Records contained in a dataset
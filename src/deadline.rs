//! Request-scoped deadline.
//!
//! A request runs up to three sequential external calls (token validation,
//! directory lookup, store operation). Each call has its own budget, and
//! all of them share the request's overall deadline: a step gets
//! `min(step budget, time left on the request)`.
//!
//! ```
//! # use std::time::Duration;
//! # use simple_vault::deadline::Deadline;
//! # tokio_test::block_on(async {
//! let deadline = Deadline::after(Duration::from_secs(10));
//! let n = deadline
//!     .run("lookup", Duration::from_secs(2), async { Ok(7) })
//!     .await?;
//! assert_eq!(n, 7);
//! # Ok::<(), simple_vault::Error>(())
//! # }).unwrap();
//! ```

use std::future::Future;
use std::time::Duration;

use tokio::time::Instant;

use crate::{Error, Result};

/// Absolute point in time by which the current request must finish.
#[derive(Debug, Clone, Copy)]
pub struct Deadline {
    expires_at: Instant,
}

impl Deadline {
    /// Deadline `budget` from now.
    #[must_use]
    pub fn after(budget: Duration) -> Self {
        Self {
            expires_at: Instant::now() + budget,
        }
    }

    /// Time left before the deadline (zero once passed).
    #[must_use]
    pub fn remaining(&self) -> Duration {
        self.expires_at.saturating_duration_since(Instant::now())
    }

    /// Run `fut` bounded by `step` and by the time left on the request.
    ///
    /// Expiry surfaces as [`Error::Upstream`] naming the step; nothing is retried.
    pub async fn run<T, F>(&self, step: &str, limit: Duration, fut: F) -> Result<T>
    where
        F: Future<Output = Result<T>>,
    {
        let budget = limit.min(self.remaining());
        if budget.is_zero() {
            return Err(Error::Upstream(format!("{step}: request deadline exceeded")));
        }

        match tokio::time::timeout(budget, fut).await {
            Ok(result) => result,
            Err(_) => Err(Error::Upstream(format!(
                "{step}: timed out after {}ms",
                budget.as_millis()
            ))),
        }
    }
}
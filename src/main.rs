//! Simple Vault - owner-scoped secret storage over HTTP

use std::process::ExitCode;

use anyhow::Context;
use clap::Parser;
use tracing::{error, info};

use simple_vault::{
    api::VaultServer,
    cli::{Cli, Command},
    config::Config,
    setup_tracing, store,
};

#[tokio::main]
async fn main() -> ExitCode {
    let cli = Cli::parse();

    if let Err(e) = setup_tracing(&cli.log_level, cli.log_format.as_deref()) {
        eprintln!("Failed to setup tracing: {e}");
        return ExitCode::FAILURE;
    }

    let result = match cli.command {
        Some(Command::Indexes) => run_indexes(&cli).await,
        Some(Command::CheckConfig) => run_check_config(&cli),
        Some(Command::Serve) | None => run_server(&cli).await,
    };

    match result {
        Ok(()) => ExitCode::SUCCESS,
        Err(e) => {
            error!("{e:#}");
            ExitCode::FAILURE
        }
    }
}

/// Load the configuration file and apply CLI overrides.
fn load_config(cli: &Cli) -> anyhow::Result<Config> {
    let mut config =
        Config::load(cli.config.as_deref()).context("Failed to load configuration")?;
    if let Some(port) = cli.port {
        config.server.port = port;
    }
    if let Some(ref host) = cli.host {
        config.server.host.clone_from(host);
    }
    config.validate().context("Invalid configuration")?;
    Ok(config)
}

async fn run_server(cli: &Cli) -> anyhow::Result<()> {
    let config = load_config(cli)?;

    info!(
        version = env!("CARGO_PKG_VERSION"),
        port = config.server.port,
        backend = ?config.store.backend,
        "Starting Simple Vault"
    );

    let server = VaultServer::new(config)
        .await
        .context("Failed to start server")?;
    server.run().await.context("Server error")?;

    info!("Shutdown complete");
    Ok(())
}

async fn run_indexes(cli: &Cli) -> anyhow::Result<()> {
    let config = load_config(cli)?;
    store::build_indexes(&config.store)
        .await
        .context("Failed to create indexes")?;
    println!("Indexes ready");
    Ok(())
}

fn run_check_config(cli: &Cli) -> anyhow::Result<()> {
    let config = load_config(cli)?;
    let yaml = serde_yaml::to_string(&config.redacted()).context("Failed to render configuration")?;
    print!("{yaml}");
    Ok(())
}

**What you need to do:** The answer must be the full data, repeated word for word.

**Answer for this exercise:**
filename src/deadline.rs
//! Request-scoped deadline.
//!
//! A request runs up to three sequential external calls (token validation,
//! directory lookup, store operation). Each call has its own budget, and
//! all of them share the request's overall deadline: a step gets
//! `min(step budget, time left on the request)`.
//!
//! ```
//! # use std::time::Duration;
//! # use simple_vault::deadline::Deadline;
//! # tokio_test::block_on(async {
//! let deadline = Deadline::after(Duration::from_secs(10));
//! let n = deadline
//!     .run("lookup", Duration::from_secs(2), async { Ok(7) })
//!     .await?;
//! assert_eq!(n, 7);
//! # Ok::<(), simple_vault::Error>(())
//! # }).unwrap();
//! ```

use std::future::Future;
use std::time::Duration;

use tokio::time::Instant;

use crate::{Error, Result};

/// Absolute point in time by which the current request must finish.
#[derive(Debug, Clone, Copy)]
pub struct Deadline {
    expires_at: Instant,
}

impl Deadline {
    /// Deadline `budget` from now.
    #[must_use]
    pub fn after(budget: Duration) -> Self {
        Self {
            expires_at: Instant::now() + budget,
        }
    }

    /// Time left before the deadline (zero once passed).
    #[must_use]
    pub fn remaining(&self) -> Duration {
        self.expires_at.saturating_duration_since(Instant::now())
    }

    /// Run `fut` bounded by `step` and by the time left on the request.
    ///
    /// Expiry surfaces as [`Error::Upstream`] naming the step; nothing is retried.
    pub async fn run<T, F>(&self, step: &str, limit: Duration, fut: F) -> Result<T>
    where
        F: Future<Output = Result<T>>,
    {
        let budget = limit.min(self.remaining());
        if budget.is_zero() {
            return Err(Error::Upstream(format!("{step}: request deadline exceeded")));
        }

        match tokio::time::timeout(budget, fut).await {
            Ok(result) => result,
            Err(_) => Err(Error::Upstream(format!(
                "{step}: timed out after {}ms",
                budget.as_millis()
            ))),
        }
    }
}
filename src/main.rs
//! Simple Vault - owner-scoped secret storage over HTTP

use std::process::ExitCode;

use anyhow::Context;
use clap::Parser;
use tracing::{error, info};

use simple_vault::{
    api::VaultServer,
    cli::{Cli, Command},
    config::Config,
    setup_tracing, store,
};

#[tokio::main]
async fn main() -> ExitCode {
    let cli = Cli::parse();

    if let Err(e) = setup_tracing(&cli.log_level, cli.log_format.as_deref()) {
        eprintln!("Failed to setup tracing: {e}");
        return ExitCode::FAILURE;
    }

    let result = match cli.command {
        Some(Command::Indexes) => run_indexes(&cli).await,
        Some(Command::CheckConfig) => run_check_config(&cli),
        Some(Command::Serve) | None => run_server(&cli).await,
    };

    match result {
        Ok(()) => ExitCode::SUCCESS,
        Err(e) => {
            error!("{e:#}");
            ExitCode::FAILURE
        }
    }
}

/// Load the configuration file and apply CLI overrides.
fn load_config(cli: &Cli) -> anyhow::Result<Config> {
    let mut config =
        Config::load(cli.config.as_deref()).context("Failed to load configuration")?;
    if let Some(port) = cli.port {
        config.server.port = port;
    }
    if let Some(ref host) = cli.host {
        config.server.host.clone_from(host);
    }
    config.validate().context("Invalid configuration")?;
    Ok(config)
}

async fn run_server(cli: &Cli) -> anyhow::Result<()> {
    let config = load_config(cli)?;

    info!(
        version = env!("CARGO_PKG_VERSION"),
        port = config.server.port,
        backend = ?config.store.backend,
        "Starting Simple Vault"
    );

    let server = VaultServer::new(config)
        .await
        .context("Failed to start server")?;
    server.run().await.context("Server error")?;

    info!("Shutdown complete");
    Ok(())
}

async fn run_indexes(cli: &Cli) -> anyhow::Result<()> {
    let config = load_config(cli)?;
    store::build_indexes(&config.store)
        .await
        .context("Failed to create indexes")?;
    println!("Indexes ready");
    Ok(())
}

fn run_check_config(cli: &Cli) -> anyhow::Result<()> {
    let config = load_config(cli)?;
    let yaml = serde_yaml::to_string(&config.redacted()).context("Failed to render configuration")?;
    print!("{yaml}");
    Ok(())
}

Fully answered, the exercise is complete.